Seventy-two per cent of adult Canadian men regularly demonstrate two or more unhealthy habits, according to a new study conducted for the Canadian Men’s Health Foundation (CMHF).
The first-of-its-kind research, which considered behaviours rather than diseases, examined five key habits that are related to chronic disease: diet, sleep, exercise, smoking, and drinking. Looking at each factor, the study found that:
- 62% of Canadian men have an unhealthy diet;
- 54% get too little or too much sleep;
- 59% do not get 150 minutes of moderate-to-strenuous exercise each week;
- 39% have unhealthy alcohol consumption; and
- 20% smoke cigarettes
Those who exhibited no unhealthy behaviours, classified as “very healthy,” comprised only 6% of respondents. Participants who exhibited only one unhealthy behaviour (22%) were considered healthy, those with two (31%) were deemed borderline, and respondents with at least three of the behaviours listed (42%) were considered unhealthy.

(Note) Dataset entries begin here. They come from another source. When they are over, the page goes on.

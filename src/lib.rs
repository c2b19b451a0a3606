// Metronome engine - Library exports for the binary, tests and benchmarks

pub mod audio;
pub mod config;
pub mod messaging;
pub mod output;
pub mod sequencer;
pub mod timing;

// Re-export commonly used types for convenience
pub use config::{AppConfig, ConfigError};
pub use messaging::{ListenerSet, Notifier, Subscription};
pub use output::{
    AudioSink, OfflineBackend, OfflineOutput, OutputError, OutputRegistry, OutputSink,
    SharedRegistry, SinkConfig, SoundSourceKind,
};
pub use sequencer::{
    AccentLevel, BeatScheduler, MetronomeConfig, SchedulerError, SchedulerSnapshot,
    SchedulerState, SchedulerThread, Subdivision, Tempo, TickEvent, TimeSignature,
};
pub use timing::{ClockSource, LifecycleEvent, ManualClock, SharedClock, StreamClock, SystemClock};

“Most Canadian men can move up a rung by changing just one unhealthy behaviour,” said CMHF President Wayne Hartrick. “They can go up two rungs by changing two behaviours, like eating five fist-sized servings of fruit and getting seven hours of sleep. It’s about having the control to veer away from disease versus [saying] ‘Oops, I’ve got it, it sucks and why didn’t I prevent it!’”
According to CMHF Chairman Dr. Larry Goldenberg, 70% of men’s chronic health conditions are caused by lifestyle rather than genetics, which effectively means they’re within people’s control.
“We now have a platform to evaluate health behaviours of Canadian men over time,” Goldenberg said. “I hope other researchers will use this platform to study different populations around the globe and design targeted interventions to engage men to live healthier lifestyles.”